Source data Start Marker

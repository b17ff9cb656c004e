//! Ollama `/api/generate` client.
//!
//! Requests are sent with `stream: false`, but some server versions still
//! answer with newline-delimited JSON fragments, so the decoder accepts both
//! a single object and an NDJSON body.

use serde::Serialize;
use serde_json::Value;
use std::time::Duration;

use super::config::LlmTimeouts;
use super::types::{LlmError, body_snippet};

pub struct OllamaClient {
    http: reqwest::Client,
    base_url: String,
}

impl OllamaClient {
    /// # Errors
    ///
    /// Returns an error if the HTTP client cannot be built.
    pub fn new(base_url: &str, timeouts: LlmTimeouts) -> Result<Self, LlmError> {
        let http = reqwest::Client::builder()
            .timeout(Duration::from_secs(timeouts.request_secs))
            .connect_timeout(Duration::from_secs(timeouts.connect_secs))
            .build()
            .map_err(|e| LlmError::HttpClientBuild(e.to_string()))?;
        Ok(Self { http, base_url: base_url.trim_end_matches('/').to_string() })
    }

    /// Run one non-streaming completion and return the generated text.
    ///
    /// # Errors
    ///
    /// Fails on transport errors, non-200 statuses, and bodies that carry no
    /// `response` text.
    pub async fn generate(&self, model: &str, prompt: &str) -> Result<String, LlmError> {
        let body = GenerateRequest { model, prompt, stream: false };
        let url = format!("{}/api/generate", self.base_url);
        let response = self
            .http
            .post(url)
            .json(&body)
            .send()
            .await
            .map_err(|e| LlmError::ApiRequest(e.to_string()))?;

        let status = response.status().as_u16();
        let text = response
            .text()
            .await
            .map_err(|e| LlmError::ApiRequest(e.to_string()))?;
        if status != 200 {
            return Err(LlmError::ApiResponse { status, body: text });
        }
        decode_generate_body(&text)
    }

    /// List locally available model names via `/api/tags`.
    ///
    /// # Errors
    ///
    /// Fails on transport errors, non-200 statuses, or a non-JSON body.
    pub async fn list_models(&self) -> Result<Vec<String>, LlmError> {
        let url = format!("{}/api/tags", self.base_url);
        let response = self
            .http
            .get(url)
            .send()
            .await
            .map_err(|e| LlmError::ApiRequest(e.to_string()))?;

        let status = response.status().as_u16();
        let text = response
            .text()
            .await
            .map_err(|e| LlmError::ApiRequest(e.to_string()))?;
        if status != 200 {
            return Err(LlmError::ApiResponse { status, body: text });
        }
        parse_tags_response(&text)
    }
}

// =============================================================================
// WIRE TYPES
// =============================================================================

#[derive(Serialize)]
struct GenerateRequest<'a> {
    model: &'a str,
    prompt: &'a str,
    stream: bool,
}

// =============================================================================
// RESPONSE PARSING
// =============================================================================

/// Decode a `/api/generate` body into the generated text.
///
/// A whole-body JSON object with a string `response` wins. Otherwise each
/// non-blank line is read as its own JSON object and the `response` fields
/// are concatenated in order; lines that are not JSON are skipped.
///
/// # Errors
///
/// Returns [`LlmError::ApiParse`] with the start of the body when neither
/// shape yields any `response` field.
pub(crate) fn decode_generate_body(body: &str) -> Result<String, LlmError> {
    if let Ok(Value::Object(root)) = serde_json::from_str::<Value>(body) {
        if let Some(text) = root.get("response").and_then(Value::as_str) {
            return Ok(text.to_owned());
        }
    }

    let mut fragments = Vec::new();
    for line in body.trim().lines().filter(|l| !l.trim().is_empty()) {
        let Ok(value) = serde_json::from_str::<Value>(line) else {
            continue;
        };
        if let Some(text) = value.get("response").and_then(Value::as_str) {
            fragments.push(text.to_owned());
        }
    }

    if fragments.is_empty() {
        return Err(LlmError::ApiParse(format!("no response text in body; raw snippet: {}", body_snippet(body))));
    }
    Ok(fragments.concat())
}

pub(crate) fn parse_tags_response(body: &str) -> Result<Vec<String>, LlmError> {
    let root: Value = serde_json::from_str(body).map_err(|e| LlmError::ApiParse(e.to_string()))?;
    let names = root
        .get("models")
        .and_then(Value::as_array)
        .map(|models| {
            models
                .iter()
                .filter_map(|m| m.get("name").and_then(Value::as_str))
                .map(str::to_owned)
                .collect()
        })
        .unwrap_or_default();
    Ok(names)
}

#[cfg(test)]
#[path = "ollama_test.rs"]
mod tests;
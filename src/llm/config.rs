//! Backend configuration parsed from environment variables.

pub const DEFAULT_OLLAMA_BASE_URL: &str = "http://localhost:11434";
pub const DEFAULT_OLLAMA_MODEL: &str = "phi3";
pub const DEFAULT_LLM_REQUEST_TIMEOUT_SECS: u64 = 120;
pub const DEFAULT_LLM_CONNECT_TIMEOUT_SECS: u64 = 10;

#[derive(Debug, Clone, Copy, PartialEq, Eq)]
pub struct LlmTimeouts {
    pub request_secs: u64,
    pub connect_secs: u64,
}

impl Default for LlmTimeouts {
    fn default() -> Self {
        Self { request_secs: DEFAULT_LLM_REQUEST_TIMEOUT_SECS, connect_secs: DEFAULT_LLM_CONNECT_TIMEOUT_SECS }
    }
}

#[derive(Debug, Clone, PartialEq, Eq)]
pub struct LlmConfig {
    pub base_url: String,
    pub model: String,
    pub timeouts: LlmTimeouts,
}

impl Default for LlmConfig {
    fn default() -> Self {
        Self {
            base_url: DEFAULT_OLLAMA_BASE_URL.to_string(),
            model: DEFAULT_OLLAMA_MODEL.to_string(),
            timeouts: LlmTimeouts::default(),
        }
    }
}

impl LlmConfig {
    /// Build typed backend config from environment variables.
    ///
    /// All optional:
    /// - `OLLAMA_BASE_URL`: default `http://localhost:11434`
    /// - `OLLAMA_MODEL`: default `phi3`
    /// - `LLM_REQUEST_TIMEOUT_SECS`: default 120
    /// - `LLM_CONNECT_TIMEOUT_SECS`: default 10
    #[must_use]
    pub fn from_env() -> Self {
        let base_url = std::env::var("OLLAMA_BASE_URL")
            .ok()
            .filter(|v| !v.trim().is_empty())
            .unwrap_or_else(|| DEFAULT_OLLAMA_BASE_URL.to_string())
            .trim_end_matches('/')
            .to_string();
        let model = std::env::var("OLLAMA_MODEL")
            .ok()
            .filter(|v| !v.trim().is_empty())
            .unwrap_or_else(|| DEFAULT_OLLAMA_MODEL.to_string());
        let timeouts = LlmTimeouts {
            request_secs: env_parse_u64("LLM_REQUEST_TIMEOUT_SECS", DEFAULT_LLM_REQUEST_TIMEOUT_SECS),
            connect_secs: env_parse_u64("LLM_CONNECT_TIMEOUT_SECS", DEFAULT_LLM_CONNECT_TIMEOUT_SECS),
        };

        Self { base_url, model, timeouts }
    }
}

fn env_parse_u64(key: &str, default: u64) -> u64 {
    std::env::var(key)
        .ok()
        .and_then(|v| v.parse::<u64>().ok())
        .unwrap_or(default)
}

#[cfg(test)]
#[path = "config_test.rs"]
mod tests;
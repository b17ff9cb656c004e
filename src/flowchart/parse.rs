//! Numbered step list → flowchart graph.
//!
//! The model is asked for lines like `3. Decision: Is it even?` and
//! `4. (Yes) Print "Even"`. Anything that does not look like a numbered line
//! is noise and is dropped without complaint.

use std::sync::LazyLock;

use regex::Regex;
use tracing::{debug, trace};

use super::ast::{BranchTag, Edge, Flowchart, Node, NodeKind, Step};

/// Minimum number of numbered lines for a usable chart.
pub const MIN_STEPS: usize = 2;

static STEP_LINE: LazyLock<Regex> = LazyLock::new(|| {
    Regex::new(r"(?i)^\s*(\d+)\.\s*(?:\((yes|no|else)\))?\s*(.*)").expect("step line pattern is valid")
});

/// Fewer than [`MIN_STEPS`] numbered lines were recovered from the text.
#[derive(Debug, Clone, PartialEq, Eq, thiserror::Error)]
#[error("model did not return a valid step list ({found} numbered lines, need {MIN_STEPS})")]
pub struct ValidationError {
    pub found: usize,
}

impl crate::error::ErrorCode for ValidationError {
    fn error_code(&self) -> &'static str {
        "E_INVALID_STEP_LIST"
    }
}

/// Parse generated text into nodes and edges.
///
/// # Errors
///
/// Returns [`ValidationError`] when fewer than two numbered lines are found.
pub fn parse_and_build(raw_text: &str) -> Result<Flowchart, ValidationError> {
    let steps = parse_steps(raw_text);
    if steps.len() < MIN_STEPS {
        return Err(ValidationError { found: steps.len() });
    }

    let nodes: Vec<Node> = steps.into_iter().map(classify).collect();
    let edges = build_edges(&nodes);
    debug!(nodes = nodes.len(), edges = edges.len(), "flowchart: graph built");

    Ok(Flowchart { nodes, edges })
}

/// Extract every numbered line, in order.
#[must_use]
pub fn parse_steps(raw_text: &str) -> Vec<Step> {
    raw_text
        .lines()
        .filter_map(|line| {
            let step = parse_step_line(line);
            if step.is_none() && !line.trim().is_empty() {
                debug!(line, "flowchart: skipping non-step line");
            }
            step
        })
        .collect()
}

fn parse_step_line(line: &str) -> Option<Step> {
    let caps = STEP_LINE.captures(line)?;
    let id = caps.get(1)?.as_str().to_owned();
    let branch = caps.get(2).and_then(|m| BranchTag::from_tag(m.as_str()));
    let text = caps.get(3).map_or("", |m| m.as_str()).trim().to_owned();
    Some(Step { id, branch, text, raw_line: line.to_owned() })
}

/// Assign a node kind and display label. First rule that matches wins.
#[must_use]
pub fn classify(step: Step) -> Node {
    let lower = step.text.to_lowercase();
    let (kind, label) = if lower.contains("start") {
        (NodeKind::Start, "Start".to_owned())
    } else if lower.contains("end") {
        (NodeKind::End, "End".to_owned())
    } else if lower.starts_with("decision") || step.text.contains('?') {
        (NodeKind::Decision, step.text.replace("Decision:", "").trim().to_owned())
    } else {
        (NodeKind::Process, step.text)
    };
    trace!(id = %step.id, ?kind, raw = %step.raw_line, "flowchart: step classified");

    Node { id: step.id, kind, label, branch: step.branch }
}

/// Link nodes in a single forward pass.
///
/// Untagged nodes continue from the node right before them, whatever its
/// kind. Tagged nodes hang off the nearest earlier decision, or get no
/// incoming edge if there is none. A plain line after a branch run therefore
/// links from the last branch line, not from the decision.
#[must_use]
pub fn build_edges(nodes: &[Node]) -> Vec<Edge> {
    let mut edges = Vec::new();
    let Some((first, rest)) = nodes.split_first() else {
        return edges;
    };

    let mut previous = first;
    for (offset, node) in rest.iter().enumerate() {
        let position = offset + 1;
        let link = match node.branch {
            Some(tag) => find_owning_decision(nodes, position).map(|decision| (decision, Some(tag))),
            None => Some((previous, None)),
        };

        if let Some((source, label)) = link {
            edges.push(Edge { from: source.id.clone(), to: node.id.clone(), label });
        }
        previous = node;
    }

    edges
}

/// Nearest decision strictly before `position`, scanning backward.
#[must_use]
pub fn find_owning_decision(nodes: &[Node], position: usize) -> Option<&Node> {
    nodes[..position.min(nodes.len())]
        .iter()
        .rev()
        .find(|n| n.kind == NodeKind::Decision)
}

Source data End Marker

Your task is to copy exactly, and only, the lines from the line with "previous = node;" through the last line of the entries, both included.

◆ Response to the exercise:
        previous = node;
    }

    edges
}

/// Nearest decision strictly before `position`, scanning backward.
#[must_use]
pub fn find_owning_decision(nodes: &[Node], position: usize) -> Option<&Node> {
    nodes[..position.min(nodes.len())]
        .iter()
        .rev()
        .find(|n| n.kind == NodeKind::Decision)
}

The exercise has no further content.